Story is the great mediator of the Bible.
Is it almost more heretical and blasphemous to read the Bible literally? Of course, Riceour would say that we're only reading an interpretation of an interpretation...
Kenneth Cauthen says that "the modernist view is that everything in Scripture must be judged by what is most excellent in its witness, and it is we the interpreters who decide that. Authority resides in the fact that the biblical witness evokes acceptance by our reason in the light of our experience and all the relevant evidence we can bring to bear from all sources. This provides for me the best way to use the Bible with integrity."
And yet God is something to be reached for. God is something to be grasped!

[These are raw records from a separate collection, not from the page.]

use std::process::Command;

fn main() {
    let manifest_dir = std::env::var("CARGO_MANIFEST_DIR").unwrap_or_else(|_| ".".to_string());
    let repo_root = format!("{}/..", manifest_dir);

    let sha = Command::new("git")
        .args(["-C", &repo_root, "rev-parse", "--short", "HEAD"])
        .output()
        .ok()
        .filter(|o| o.status.success())
        .map(|o| String::from_utf8_lossy(&o.stdout).trim().to_string())
        .filter(|s| !s.is_empty())
        .unwrap_or_else(|| "unknown".to_string());

    println!("cargo:rustc-env=SMARTSPEND_BUILD_SHA={}", sha);
    println!("cargo:rerun-if-changed=../.git/HEAD");
}
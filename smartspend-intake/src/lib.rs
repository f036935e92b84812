//! smartspend-intake: state store, expense intake pipeline, and the
//! collaborator traits they are built against.

pub mod collaborators;
pub mod error;
pub mod memory;
pub mod parsed;
pub mod pipeline;
pub mod rule_parser;
pub mod store;

pub use collaborators::{AuthSession, ExpenseParser, Persistence, StaticSession, StoredState};
pub use error::{is_session_expired, SessionExpired, StoreError};
pub use memory::MemoryPersistence;
pub use parsed::{parser_prompt, ParsedExpense, PARSER_INSTRUCTIONS};
pub use pipeline::{IntakeOutcome, IntakePipeline};
pub use rule_parser::RuleParser;
pub use store::{SessionState, StateStore, WIPE_CONFIRMATION};
//! Offline expense parser.
//!
//! Used when no language model is configured. Deterministic: the first number
//! in the message is the amount, keyword rules pick the category, and a small
//! set of relative-date words is understood.

use anyhow::Result;
use async_trait::async_trait;
use chrono::{Duration, NaiveDate};
use regex::Regex;

use smartspend_core::categorize;

use crate::collaborators::ExpenseParser;
use crate::parsed::ParsedExpense;

pub struct RuleParser {
    iso_date_re: Regex,
    amount_re: Regex,
}

impl RuleParser {
    pub fn new() -> Result<Self> {
        Ok(Self {
            iso_date_re: Regex::new(r"\b(?P<date>\d{4}-\d{2}-\d{2})\b")?,
            // 1,250.50 | 1250.5 | 2k
            amount_re: Regex::new(concat!(
                r"(?i)(?P<num>\d{1,3}(?:,\d{2,3})+(?:\.\d+)?|\d+(?:\.\d+)?)",
                r"\s*(?P<k>k\b)?"
            ))?,
        })
    }

    /// Parse synchronously; never fails, missing pieces stay `None`.
    pub fn parse_text(&self, text: &str, today: NaiveDate) -> ParsedExpense {
        let lower = text.to_lowercase();

        let iso = self
            .iso_date_re
            .captures(text)
            .and_then(|c| NaiveDate::parse_from_str(&c["date"], "%Y-%m-%d").ok());
        let date = iso.or_else(|| relative_date(&lower, today));

        // Dates would otherwise be read as amounts.
        let without_dates = self.iso_date_re.replace_all(text, " ");
        let amount = self.amount_re.captures(&without_dates).and_then(|c| {
            let n: f64 = c["num"].replace(',', "").parse().ok()?;
            Some(if c.name("k").is_some() { n * 1000.0 } else { n })
        });

        ParsedExpense {
            amount,
            category: Some(categorize(text).to_string()),
            description: Some(text.trim().to_string()).filter(|s| !s.is_empty()),
            date: date.map(|d| d.format("%Y-%m-%d").to_string()),
        }
    }
}

fn relative_date(lower: &str, today: NaiveDate) -> Option<NaiveDate> {
    if lower.contains("day before yesterday") {
        Some(today - Duration::days(2))
    } else if lower.contains("yesterday") {
        Some(today - Duration::days(1))
    } else if lower.contains("today") {
        Some(today)
    } else {
        None
    }
}

#[async_trait]
impl ExpenseParser for RuleParser {
    async fn parse(&self, text: &str, today: NaiveDate) -> Result<ParsedExpense> {
        Ok(self.parse_text(text, today))
    }
}

#[cfg(test)]
mod tests {
    use super::*;

    fn today() -> NaiveDate {
        NaiveDate::from_ymd_opt(2026, 10, 18).unwrap()
    }

    #[test]
    fn test_simple_amount_and_category() {
        let p = RuleParser::new().unwrap().parse_text("spent 250 on lunch", today());
        assert_eq!(p.amount, Some(250.0));
        assert_eq!(p.category.as_deref(), Some("Food"));
        assert_eq!(p.description.as_deref(), Some("spent 250 on lunch"));
        assert_eq!(p.date, None);
    }

    #[test]
    fn test_thousands_and_k_suffix() {
        let parser = RuleParser::new().unwrap();
        assert_eq!(parser.parse_text("rent 12,500", today()).amount, Some(12500.0));
        assert_eq!(parser.parse_text("paid 1,250.75 electricity bill", today()).amount, Some(1250.75));
        assert_eq!(parser.parse_text("new shoes 2k", today()).amount, Some(2000.0));
        assert_eq!(parser.parse_text("tip 50 kindly", today()).amount, Some(50.0));
    }

    #[test]
    fn test_relative_dates() {
        let parser = RuleParser::new().unwrap();
        let p = parser.parse_text("uber 180 yesterday", today());
        assert_eq!(p.date.as_deref(), Some("2026-10-17"));
        assert_eq!(p.category.as_deref(), Some("Transport"));

        let p = parser.parse_text("movie 300 day before yesterday", today());
        assert_eq!(p.date.as_deref(), Some("2026-10-16"));
    }

    #[test]
    fn test_iso_date_is_not_amount() {
        let p = RuleParser::new()
            .unwrap()
            .parse_text("2026-10-01 pharmacy 420", today());
        assert_eq!(p.amount, Some(420.0));
        assert_eq!(p.date.as_deref(), Some("2026-10-01"));
        assert_eq!(p.category.as_deref(), Some("Health"));
    }

    #[test]
    fn test_no_amount() {
        let p = RuleParser::new().unwrap().parse_text("bought coffee", today());
        assert_eq!(p.amount, None);
    }

    #[tokio::test]
    async fn test_trait_impl() {
        let parser = RuleParser::new().unwrap();
        let p = parser.parse("tea 20 today", today()).await.unwrap();
        assert_eq!(p.amount, Some(20.0));
        assert_eq!(p.date.as_deref(), Some("2026-10-18"));
    }
}
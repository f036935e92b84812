//! # Collaborator traits
//!
//! The store and pipeline never reach for a global client. Persistence, the
//! natural-language parser and the auth session are handed in at
//! construction time so tests can substitute doubles.

use anyhow::Result;
use async_trait::async_trait;
use chrono::NaiveDate;
use serde::{Deserialize, Serialize};
use std::sync::Mutex;

use smartspend_core::{Budget, ChatMessage, Expense, NewExpense};

use crate::parsed::ParsedExpense;

/// Everything persisted for one user.
#[derive(Debug, Clone, Default, PartialEq, Serialize, Deserialize)]
pub struct StoredState {
    #[serde(default)]
    pub expenses: Vec<Expense>,
    #[serde(default)]
    pub budgets: Vec<Budget>,
    #[serde(default)]
    pub chat: Vec<ChatMessage>,
}

/// Durable store for a user's expenses, budgets and chat log.
///
/// Every call is keyed by the authenticated user id. Implementations report
/// a dead session by returning [`crate::error::SessionExpired`].
#[async_trait]
pub trait Persistence: Send + Sync {
    /// Load all of a user's data.
    async fn fetch_all(&self, user_id: &str) -> Result<StoredState>;

    /// Save a new expense and return the canonical record with its id.
    async fn insert_expense(&self, user_id: &str, expense: &NewExpense) -> Result<Expense>;

    /// Insert or replace budgets, matched by category.
    async fn upsert_budgets(&self, user_id: &str, budgets: &[Budget]) -> Result<()>;

    /// Delete the budget whose category equals `category`.
    async fn delete_budget(&self, user_id: &str, category: &str) -> Result<()>;

    /// Append one message to the chat log.
    async fn append_chat(&self, user_id: &str, message: &ChatMessage) -> Result<()>;

    /// Delete every expense, budget and chat message of the user.
    async fn delete_all(&self, user_id: &str) -> Result<()>;
}

/// Turns a free-text utterance into a structured expense.
#[async_trait]
pub trait ExpenseParser: Send + Sync {
    /// `today` is the session's current date, used to resolve relative dates.
    async fn parse(&self, text: &str, today: NaiveDate) -> Result<ParsedExpense>;
}

/// The identity provider's view of the current session.
pub trait AuthSession: Send + Sync {
    fn user_id(&self) -> Option<String>;

    fn display_name(&self) -> Option<String>;

    /// Drop the session. Called on explicit logout and when persistence
    /// reports the session has expired.
    fn sign_out(&self) -> Result<()>;
}

/// A fixed in-process session, for tests and embedding.
#[derive(Debug, Default)]
pub struct StaticSession {
    inner: Mutex<Option<(String, String)>>,
}

impl StaticSession {
    pub fn signed_in(user_id: impl Into<String>, display_name: impl Into<String>) -> Self {
        Self {
            inner: Mutex::new(Some((user_id.into(), display_name.into()))),
        }
    }

    pub fn anonymous() -> Self {
        Self::default()
    }
}

impl AuthSession for StaticSession {
    fn user_id(&self) -> Option<String> {
        self.inner
            .lock()
            .ok()
            .and_then(|s| s.as_ref().map(|(id, _)| id.clone()))
    }

    fn display_name(&self) -> Option<String> {
        self.inner
            .lock()
            .ok()
            .and_then(|s| s.as_ref().map(|(_, name)| name.clone()))
    }

    fn sign_out(&self) -> Result<()> {
        let mut s = self
            .inner
            .lock()
            .map_err(|_| anyhow::anyhow!("session lock poisoned"))?;
        *s = None;
        Ok(())
    }
}
//! Expense records logged through the chat intake.

use chrono::{Datelike, NaiveDate};
use serde::{Deserialize, Serialize};

use crate::budget::normalize_category;

/// A saved expense. Immutable once persistence has assigned its id.
#[derive(Debug, Clone, Serialize, Deserialize, PartialEq)]
pub struct Expense {
    /// Identifier assigned by the persistence backend
    pub id: String,
    /// Amount spent, always positive
    pub amount: f64,
    /// Free-form category label (usually one of the budget categories)
    pub category: String,
    /// Human-readable description
    pub description: String,
    /// Calendar date of the expense (YYYY-MM-DD)
    pub date: NaiveDate,
}

/// An expense that has been parsed and validated but not yet saved.
#[derive(Debug, Clone, Serialize, Deserialize, PartialEq)]
pub struct NewExpense {
    pub amount: f64,
    pub category: String,
    pub description: String,
    pub date: NaiveDate,
}

impl NewExpense {
    pub fn new(
        amount: f64,
        category: impl Into<String>,
        description: impl Into<String>,
        date: NaiveDate,
    ) -> Self {
        Self {
            amount,
            category: category.into(),
            description: description.into(),
            date,
        }
    }

    /// Attach the id handed back by persistence.
    pub fn into_expense(self, id: impl Into<String>) -> Expense {
        Expense {
            id: id.into(),
            amount: self.amount,
            category: self.category,
            description: self.description,
            date: self.date,
        }
    }
}

impl Expense {
    /// True when the expense falls in the given calendar month.
    pub fn in_month(&self, month: u32, year: i32) -> bool {
        self.date.month() == month && self.date.year() == year
    }

    /// Category match under the same folding budgets use for lookup.
    pub fn is_category(&self, category: &str) -> bool {
        normalize_category(&self.category) == normalize_category(category)
    }
}
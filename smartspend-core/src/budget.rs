//! Monthly budget caps per category.
//!
//! `BudgetBook` keeps budgets in insertion order with an index keyed by the
//! normalized category name, so two budgets can never differ only by case.

use serde::{Deserialize, Serialize};
use std::collections::HashMap;

/// Preset categories and caps used when a user has no saved budgets.
pub const DEFAULT_BUDGETS: [(&str, f64); 7] = [
    ("Food", 15000.0),
    ("Transport", 5000.0),
    ("Bills", 10000.0),
    ("Shopping", 8000.0),
    ("Health", 5000.0),
    ("Entertainment", 4000.0),
    ("Other", 5000.0),
];

/// Fallback category for anything the parser cannot place.
pub const FALLBACK_CATEGORY: &str = "Other";

#[derive(Debug, Clone, Serialize, Deserialize, PartialEq)]
pub struct Budget {
    pub category: String,
    /// Monthly cap, never negative
    pub limit: f64,
}

impl Budget {
    pub fn new(category: impl Into<String>, limit: f64) -> Self {
        Self {
            category: category.into(),
            limit,
        }
    }
}

/// Key used for case-insensitive category lookups.
pub fn normalize_category(category: &str) -> String {
    category.trim().to_lowercase()
}

#[derive(Debug, Clone, Default, PartialEq, Serialize, Deserialize)]
#[serde(from = "Vec<Budget>", into = "Vec<Budget>")]
pub struct BudgetBook {
    budgets: Vec<Budget>,
    // normalized category -> position in `budgets`
    idx: HashMap<String, usize>,
}

impl BudgetBook {
    pub fn new() -> Self {
        Self::default()
    }

    /// The preset budget set.
    pub fn defaults() -> Self {
        DEFAULT_BUDGETS
            .iter()
            .map(|(c, l)| Budget::new(*c, *l))
            .collect::<Vec<_>>()
            .into()
    }

    pub fn len(&self) -> usize {
        self.budgets.len()
    }

    pub fn is_empty(&self) -> bool {
        self.budgets.is_empty()
    }

    pub fn iter(&self) -> impl Iterator<Item = &Budget> {
        self.budgets.iter()
    }

    pub fn as_slice(&self) -> &[Budget] {
        &self.budgets
    }

    /// Case-insensitive lookup.
    pub fn get(&self, category: &str) -> Option<&Budget> {
        self.idx
            .get(&normalize_category(category))
            .map(|&i| &self.budgets[i])
    }

    /// The cap for a category, or 0 when no budget exists for it.
    pub fn limit_for(&self, category: &str) -> f64 {
        self.get(category).map(|b| b.limit).unwrap_or(0.0)
    }

    /// Spelling of the matching budget's category, if any.
    pub fn canonical_name(&self, category: &str) -> Option<&str> {
        self.get(category).map(|b| b.category.as_str())
    }

    /// Replace the limit of a matching budget, or append a new one.
    ///
    /// An existing entry keeps its original spelling.
    pub fn upsert(&mut self, category: &str, limit: f64) -> &Budget {
        let key = normalize_category(category);
        let i = match self.idx.get(&key) {
            Some(&i) => {
                self.budgets[i].limit = limit;
                i
            }
            None => {
                self.budgets.push(Budget::new(category.trim(), limit));
                let i = self.budgets.len() - 1;
                self.idx.insert(key, i);
                i
            }
        };
        &self.budgets[i]
    }

    /// Remove the budget whose category is exactly `category`.
    pub fn remove_exact(&mut self, category: &str) -> Option<Budget> {
        let pos = self.budgets.iter().position(|b| b.category == category)?;
        let removed = self.budgets.remove(pos);
        self.reindex();
        Some(removed)
    }

    fn reindex(&mut self) {
        self.idx = self
            .budgets
            .iter()
            .enumerate()
            .map(|(i, b)| (normalize_category(&b.category), i))
            .collect();
    }
}

impl From<Vec<Budget>> for BudgetBook {
    fn from(budgets: Vec<Budget>) -> Self {
        let mut book = BudgetBook::new();
        for b in budgets {
            book.upsert(&b.category, b.limit);
        }
        book
    }
}

impl From<BudgetBook> for Vec<Budget> {
    fn from(book: BudgetBook) -> Self {
        book.budgets
    }
}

Rather than an object to be completely known and/or contained.
We are given the choice--and the power--to become co-creators of the seventh day, to help complete the work God left unfinished.
God’s very narrative of creation leaves room for His creation to not just dwell, but to live. To effect, and not be affected.
God is calling for incarnation, but this cannot be unless and until we respond to these cries.
Just as we are co-creators with God, we become in a sense agents of His return, the means of His incarnation and vessels of His incarnation--to the least of these.
In similar enigma--actually, I'm not certain that's entirely fair--Richard Kearney talks about "the God who may be," the God not of imagined existence, but the God our imaginations know. He is not, he claims, resorting to mere atheistic resignation, but rather encouraging--exhorting, requiring!--the use of imagination, of story, as means to God's incarnation post-ascenscion. In this way I'm encouraged; it is my responsibility--and, indeed, gift--to become a co-creator of this world by inviting God, through imagination--which doesn't imply fantasy or mere myth--to become incarnate.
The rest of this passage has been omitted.